Look below for the line holding "use crate::config::SimulatorConfig;" and the line holding "configured normal baseline.". Transcribe exactly those lines and all lines between them, nothing more.

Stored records
::::::::

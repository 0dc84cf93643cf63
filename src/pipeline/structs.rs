//! Struct extractor: `h3` heading markers tagged `struct` or `typeDef`
//! under one section scope, paired positionally with their abstracts and
//! declarations.
//!
//! A `typeDef` marker is processed only when its declaration literally
//! begins with `typedef struct`; other typedefs are consumed without
//! output so they are never revisited. Member descriptions come from the
//! section's flat `dd` list through the running counter in
//! [`SectionState`], shared across every struct block in the section and
//! never reset mid-section, exactly as the upstream markup assumes.

use crate::pipeline::docref::collapse_lines;
use crate::pipeline::dom::{
    child_elements, collect_text, direct_children, has_classes, SectionState,
};
use crate::pipeline::types::normalize_type;
use crate::symbol::{StructDecl, StructMember};
use once_cell::sync::Lazy;
use regex::Regex;
use scraper::ElementRef;
use tracing::debug;

static TYPEDEF_STRUCT: Lazy<Regex> = Lazy::new(|| Regex::new(r"^typedef\s+struct").unwrap());
static BRACE_BODY: Lazy<Regex> = Lazy::new(|| Regex::new(r"\{([^}]+)\}").unwrap());

/// First split: one leading type token, then the (possibly comma-separated)
/// member names. `double x, y, z` fans out to three members.
static TYPE_THEN_NAMES: Lazy<Regex> = Lazy::new(|| Regex::new(r"(\S+)\s+(.+)").unwrap());

/// Second split, greedy: everything up to the last whitespace is the type,
/// so rebuilt multi-word types (`unsigned long x`) recover whole.
static GREEDY_TYPE_SPLIT: Lazy<Regex> = Lazy::new(|| Regex::new(r"(.+)\s+(.+)").unwrap());

/// Extract every unconsumed struct block that is a direct child of `scope`.
///
/// Safe to call repeatedly over the same subtree: markers already in
/// `state.consumed` produce nothing on later calls.
pub fn extract_structs_in(scope: ElementRef<'_>, state: &mut SectionState) -> Vec<StructDecl> {
    let markers: Vec<ElementRef<'_>> = child_elements(scope)
        .filter(|el| {
            el.value().name() == "h3"
                && has_classes(*el, &["tight", "jump"])
                && (has_classes(*el, &["struct"]) || has_classes(*el, &["typeDef"]))
        })
        .collect();
    let abstracts = direct_children(scope, "p", &["abstract"]);
    let declarations: Vec<ElementRef<'_>> = child_elements(scope)
        .filter(|el| {
            (el.value().name() == "pre" && has_classes(*el, &["declaration"]))
                || (el.value().name() == "table" && has_classes(*el, &["zDeclaration"]))
        })
        .collect();
    let descriptions: Vec<String> = direct_children(scope, "dl", &["termdef"])
        .into_iter()
        .flat_map(|dl| direct_children(dl, "dd", &[]))
        .map(|dd| collapse_lines(&collect_text(dd)))
        .collect();

    let mut out = Vec::new();
    for (i, marker) in markers.iter().enumerate() {
        if !state.consumed.insert(marker.id()) {
            continue;
        }

        let name = collect_text(*marker).trim().to_string();
        let decl = declarations
            .get(i)
            .map(|d| collect_text(*d).trim().to_string())
            .unwrap_or_default();
        if has_classes(*marker, &["typeDef"]) && !TYPEDEF_STRUCT.is_match(&decl) {
            debug!("skipping non-struct typedef marker {name:?}");
            continue;
        }

        let Some(body) = BRACE_BODY.captures(&decl).and_then(|c| c.get(1)) else {
            continue;
        };

        // Fan out comma-joined names, then re-split each rebuilt
        // `type name` greedily to recover multi-word types.
        let mut flat = Vec::new();
        for item in body.as_str().trim().split(';') {
            let Some(caps) = TYPE_THEN_NAMES.captures(item.trim()) else {
                continue;
            };
            let (ty, names) = (&caps[1], &caps[2]);
            for n in names.split(',') {
                flat.push(format!("{ty} {}", n.trim()));
            }
        }

        let mut members = Vec::new();
        for item in flat {
            let doc = descriptions
                .get(state.member_pos)
                .cloned()
                .unwrap_or_default();
            state.member_pos += 1;
            let Some(caps) = GREEDY_TYPE_SPLIT.captures(&item) else {
                continue;
            };
            members.push(StructMember {
                name: caps[2].trim().to_string(),
                ty: normalize_type(&caps[1]),
                doc,
            });
        }

        if !members.is_empty() {
            let doc = abstracts
                .get(i)
                .map(|a| collapse_lines(&collect_text(*a)))
                .unwrap_or_default();
            out.push(StructDecl { name, doc, members });
        }
    }
    out
}
//! # Frequency Analysis Module
//!
//! Second pipeline stage. Turns the conditioned heart-rate history into
//! heart-rate-variability metrics and a power spectrum.
//!
//! ## Time Domain
//! R-R intervals are derived from instantaneous heart rate
//! (`rr_ms = 60000 / hr`). RMSSD, SDNN and pNN50 are normalized against
//! reference values and combined into `hrv_score`.
//!
//! ## Frequency Domain
//! The heart-rate window is mean-removed, Hann-tapered and transformed with
//! `rustfft`. Bins are spaced on the beat-interval axis: one sample per mean
//! R-R interval, i.e. an effective sample rate of `1000 / mean_rr` Hz.
//! Power is integrated over the VLF, LF and HF bands (half-open intervals).
//!
//! ## Degraded Output
//! Below `min_window` samples no spectrum is computed and neutral values are
//! reported with `degraded = true`. A flat window yields the same neutral
//! values with a `DegenerateComputation` notice.

use rustfft::num_complex::Complex;
use rustfft::FftPlanner;
use serde::Serialize;
use std::f64::consts::PI;
use std::fmt;
use std::sync::{Mutex, PoisonError};

use crate::config::{FrequencyConfig, Span};
use crate::error::Notice;
use crate::timeseries::{HistoryBuffer, SeriesExt};

const DEGENERATE_POWER: f64 = 1e-12;
/// SDNN (ms) below which an R-R series counts as constant.
const FLAT_SPREAD_MS: f64 = 1e-6;

#[derive(Debug, Clone, Copy, PartialEq, Eq, Serialize)]
#[serde(rename_all = "snake_case")]
pub enum RhythmClass {
    NormalSinus,
    Athletic,
    Elevated,
    Low,
    Irregular,
}

impl fmt::Display for RhythmClass {
    fn fmt(&self, f: &mut fmt::Formatter<'_>) -> fmt::Result {
        let label = match self {
            RhythmClass::NormalSinus => "normal_sinus",
            RhythmClass::Athletic => "athletic",
            RhythmClass::Elevated => "elevated",
            RhythmClass::Low => "low",
            RhythmClass::Irregular => "irregular",
        };
        f.write_str(label)
    }
}

#[derive(Debug, Clone, Copy, PartialEq, Default, Serialize)]
pub struct HrvMetrics {
    /// Root mean square of successive differences (ms)
    pub rmssd: f64,
    /// Standard deviation of R-R intervals (ms)
    pub sdnn: f64,
    /// Fraction of successive differences above 50 ms
    pub pnn50: f64,
    pub hrv_score: f64,
}

#[derive(Debug, Clone, Copy, PartialEq, Default, Serialize)]
pub struct BandPowers {
    pub vlf_power: f64,
    pub lf_power: f64,
    pub hf_power: f64,
}

/// Output of the frequency stage (`ifrs_layer`).
#[derive(Debug, Clone, PartialEq, Serialize)]
pub struct FrequencyFeatures {
    pub dominant_frequency_hz: f64,
    pub rr_intervals: Vec<f64>,
    pub hrv: HrvMetrics,
    pub bands: BandPowers,
    pub lf_hf_ratio: f64,
    pub rhythm_classification: RhythmClass,
    pub respiratory_rate_bpm: f64,
    /// Share of in-range spectral power held by the dominant bin
    pub frequency_stability: f64,
    pub mean_heart_rate: f64,
    /// Mean of the most recent heart-rate values; fed to the temporal stage
    pub enhanced_heart_rate: f64,
    /// False when band powers and ratios are neutral substitutes
    pub spectrum_valid: bool,
    pub degraded: bool,
    pub notices: Vec<Notice>,
    pub processing_notes: String,
}
//! # Signal Simulator Module
//!
//! Synthetic wearable source used by the streaming front end and tests.
//!
//! Each channel is generated as baseline + slow sinusoid + Gaussian noise and
//! clamped to a plausible device range. Scenario presets move the baselines;
//! anomalies scale a single channel's baseline until the scenario is reset.

use chrono::{DateTime, Duration, FixedOffset};
use rand::rngs::StdRng;
use rand::{Rng, SeedableRng};
use serde::{Deserialize, Serialize};
use std::f64::consts::PI;

use crate::config::SimulatorConfig;
use crate::vitals::{Channel, RawSample, VitalSigns};

#[derive(Debug, Clone, Copy, PartialEq, Eq, Hash, Serialize, Deserialize, clap::ValueEnum)]
#[serde(rename_all = "snake_case")]
pub enum Scenario {
    Normal,
    Exercise,
    Rest,
    Sleep,
    Hypoxia,
}

impl Scenario {
    /// Channel baselines for this scenario, derived from the configured normal baseline.
    pub fn baseline(&self, normal: &VitalSigns) -> VitalSigns {
        let mut vitals = *normal;
        match self {
            Scenario::Normal => {}
            Scenario::Exercise => {
                vitals.heart_rate = 140.0;
                vitals.activity = 120.0;
                vitals.temperature = 37.5;
            }
            Scenario::Rest => {
                vitals.heart_rate = 60.0;
                vitals.activity = 5.0;
                vitals.temperature = 36.5;
            }
            Scenario::Sleep => {
                vitals.heart_rate = 55.0;
                vitals.activity = 0.0;
                vitals.temperature = 36.3;
                vitals.spo2 = 97.0;
            }
            Scenario::Hypoxia => {
                vitals.spo2 = 86.0;
            }
        }
        vitals
    }
}

#[derive(Debug, Clone, Copy, PartialEq, Eq, Serialize, Deserialize)]
#[serde(rename_all = "snake_case")]
pub enum Anomaly {
    Spike,
    Drop,
}

/// Oscillation shape of one channel.
struct Waveform {
    frequency: f64,
    amplitude: f64,
    bounds: (f64, f64),
}

fn waveform(channel: Channel) -> Waveform {
    match channel {
        Channel::HeartRate => Waveform {
            frequency: 0.1,
            amplitude: 10.0,
            bounds: (45.0, 180.0),
        },
        Channel::Spo2 => Waveform {
            frequency: 0.05,
            amplitude: 2.0,
            bounds: (90.0, 100.0),
        },
        Channel::Temperature => Waveform {
            frequency: 0.02,
            amplitude: 0.3,
            bounds: (35.5, 38.5),
        },
        Channel::Activity => Waveform {
            frequency: 0.15,
            amplitude: 40.0,
            bounds: (0.0, 150.0),
        },
    }
}

/// Phase advance per generated sample.
const TIME_STEP: f64 = 0.01;
/// Noise standard deviation as a fraction of the waveform amplitude.
const NOISE_FRACTION: f64 = 0.2;

pub struct SignalSimulator {
    rng: StdRng,
    normal: VitalSigns,
    baseline: VitalSigns,
    scenario: Scenario,
    time_offset: f64,
    timestamp: DateTime<FixedOffset>,
    period: Duration,
}

impl SignalSimulator {
    pub fn new(config: &SimulatorConfig, scenario: Scenario, cadence_hz: f64, start: DateTime<FixedOffset>) -> Self {
        let rng = match config.seed {
            Some(seed) => StdRng::seed_from_u64(seed),
            None => StdRng::from_os_rng(),
        };
        let period_ms = if cadence_hz > 0.0 { (1000.0 / cadence_hz).round() as i64 } else { 100 };

        Self {
            rng,
            normal: config.baseline,
            baseline: scenario.baseline(&config.baseline),
            scenario,
            time_offset: 0.0,
            timestamp: start,
            period: Duration::milliseconds(period_ms.max(1)),
        }
    }

    pub fn scenario(&self) -> Scenario {
        self.scenario
    }

    /// Switch scenario; clears any injected anomaly.
    pub fn set_scenario(&mut self, scenario: Scenario) {
        self.scenario = scenario;
        self.baseline = scenario.baseline(&self.normal);
    }

    pub fn baseline(&self) -> VitalSigns {
        self.baseline
    }

    /// Scale one channel's baseline up (spike) or down (drop) by a random factor.
    pub fn inject_anomaly(&mut self, channel: Channel, anomaly: Anomaly) {
        let factor = match anomaly {
            Anomaly::Spike => self.rng.random_range(1.3..1.5),
            Anomaly::Drop => self.rng.random_range(0.6..0.8),
        };
        let value = self.baseline.get(channel) * factor;
        self.baseline.set(channel, value);
        log::debug!("Injected {:?} on {}: baseline now {:.2}", anomaly, channel.name(), value);
    }

    /// Standard normal variate via Box–Muller.
    fn gaussian(&mut self) -> f64 {
        let u1: f64 = 1.0 - self.rng.random::<f64>();
        let u2: f64 = self.rng.random::<f64>();
        (-2.0 * u1.ln()).sqrt() * (2.0 * PI * u2).cos()
    }

    fn channel_value(&mut self, channel: Channel) -> f64 {
        let shape = waveform(channel);
        let base = self.baseline.get(channel);
        let wave = shape.amplitude * (2.0 * PI * shape.frequency * self.time_offset).sin();
        let noise = self.gaussian() * shape.amplitude * NOISE_FRACTION;

        // Bounds stretch to cover baselines outside the device range
        let span = shape.amplitude * (1.0 + 3.0 * NOISE_FRACTION);
        let (mut lo, mut hi) = shape.bounds;
        if base < lo {
            lo = (base - span).max(0.0);
        }
        if base > hi {
            hi = base + span;
        }
        let value = (base + wave + noise).clamp(lo, hi);
        (value * 100.0).round() / 100.0
    }

    pub fn next_sample(&mut self) -> RawSample {
        let mut vitals = self.baseline;
        for channel in Channel::ALL {
            let value = self.channel_value(channel);
            vitals.set(channel, value);
        }

        let sample = RawSample::new(self.timestamp, vitals);
        self.time_offset += TIME_STEP;
        self.timestamp += self.period;
        sample
    }
}

impl Iterator for SignalSimulator {
    type Item = RawSample;

    fn next(&mut self) -> Option<RawSample> {
        Some(self.next_sample())
    }
}

#[cfg(test)]
mod tests {
    use super::*;
    use chrono::TimeZone;

    fn start() -> DateTime<FixedOffset> {
        FixedOffset::east_opt(3600).unwrap().with_ymd_and_hms(2024, 3, 1, 9, 0, 0).unwrap()
    }

    fn seeded(seed: u64, scenario: Scenario) -> SignalSimulator {
        let config = SimulatorConfig {
            seed: Some(seed),
            ..SimulatorConfig::default()
        };
        SignalSimulator::new(&config, scenario, 10.0, start())
    }

    fn mean(samples: &[RawSample], channel: Channel) -> f64 {
        samples.iter().map(|s| s.signals().get(channel)).sum::<f64>() / samples.len() as f64
    }

    #[test]
    fn test_seeded_generators_are_reproducible() {
        let a: Vec<RawSample> = seeded(7, Scenario::Normal).take(50).collect();
        let b: Vec<RawSample> = seeded(7, Scenario::Normal).take(50).collect();
        let c: Vec<RawSample> = seeded(8, Scenario::Normal).take(50).collect();
        assert_eq!(a, b);
        assert_ne!(a, c);
    }

    #[test]
    fn test_normal_values_stay_in_device_range() {
        for sample in seeded(1, Scenario::Normal).take(500) {
            assert!((45.0..=180.0).contains(&sample.heart_rate));
            assert!((90.0..=100.0).contains(&sample.spo2));
            assert!((35.5..=38.5).contains(&sample.temperature));
            assert!((0.0..=150.0).contains(&sample.activity));
        }
    }

    #[test]
    fn test_timestamps_follow_cadence() {
        let samples: Vec<RawSample> = seeded(1, Scenario::Rest).take(3).collect();
        assert_eq!(samples[0].timestamp, start());
        assert_eq!(samples[2].timestamp - samples[0].timestamp, Duration::milliseconds(200));
        assert_eq!(samples[0].timestamp.offset().local_minus_utc(), 3600);
    }

    #[test]
    fn test_scenario_presets_shift_baselines() {
        let exercise: Vec<RawSample> = seeded(3, Scenario::Exercise).take(200).collect();
        let sleep: Vec<RawSample> = seeded(3, Scenario::Sleep).take(200).collect();
        assert!(mean(&exercise, Channel::HeartRate) > 120.0);
        assert!(mean(&sleep, Channel::HeartRate) < 75.0);
        assert!(mean(&exercise, Channel::Activity) > mean(&sleep, Channel::Activity));
    }

    #[test]
    fn test_hypoxia_lowers_oxygen_below_device_floor() {
        let samples: Vec<RawSample> = seeded(5, Scenario::Hypoxia).take(200).collect();
        let spo2 = mean(&samples, Channel::Spo2);
        assert!(spo2 < 90.0, "mean SpO2 {}", spo2);
        assert!(spo2 > 80.0, "mean SpO2 {}", spo2);
    }

    #[test]
    fn test_anomaly_scales_baseline_until_reset() {
        let mut sim = seeded(9, Scenario::Normal);
        sim.inject_anomaly(Channel::HeartRate, Anomaly::Spike);
        let spiked = sim.baseline().heart_rate;
        assert!((75.0 * 1.3..=75.0 * 1.5).contains(&spiked));

        sim.inject_anomaly(Channel::Activity, Anomaly::Drop);
        assert!((30.0 * 0.6..=30.0 * 0.8).contains(&sim.baseline().activity));

        sim.set_scenario(Scenario::Sleep);
        assert_eq!(sim.scenario(), Scenario::Sleep);
        assert_eq!(sim.baseline().heart_rate, 55.0);

        sim.set_scenario(Scenario::Normal);
        assert_eq!(sim.baseline(), SimulatorConfig::default().baseline);
    }
}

::::::::

◆ **Exercise result**:
use crate::config::SimulatorConfig;
use crate::vitals::{Channel, RawSample, VitalSigns};

#[derive(Debug, Clone, Copy, PartialEq, Eq, Hash, Serialize, Deserialize, clap::ValueEnum)]
#[serde(rename_all = "snake_case")]
pub enum Scenario {
    Normal,
    Exercise,
    Rest,
    Sleep,
    Hypoxia,
}

impl Scenario {
    /// Channel baselines for this scenario, derived from the configured normal baseline.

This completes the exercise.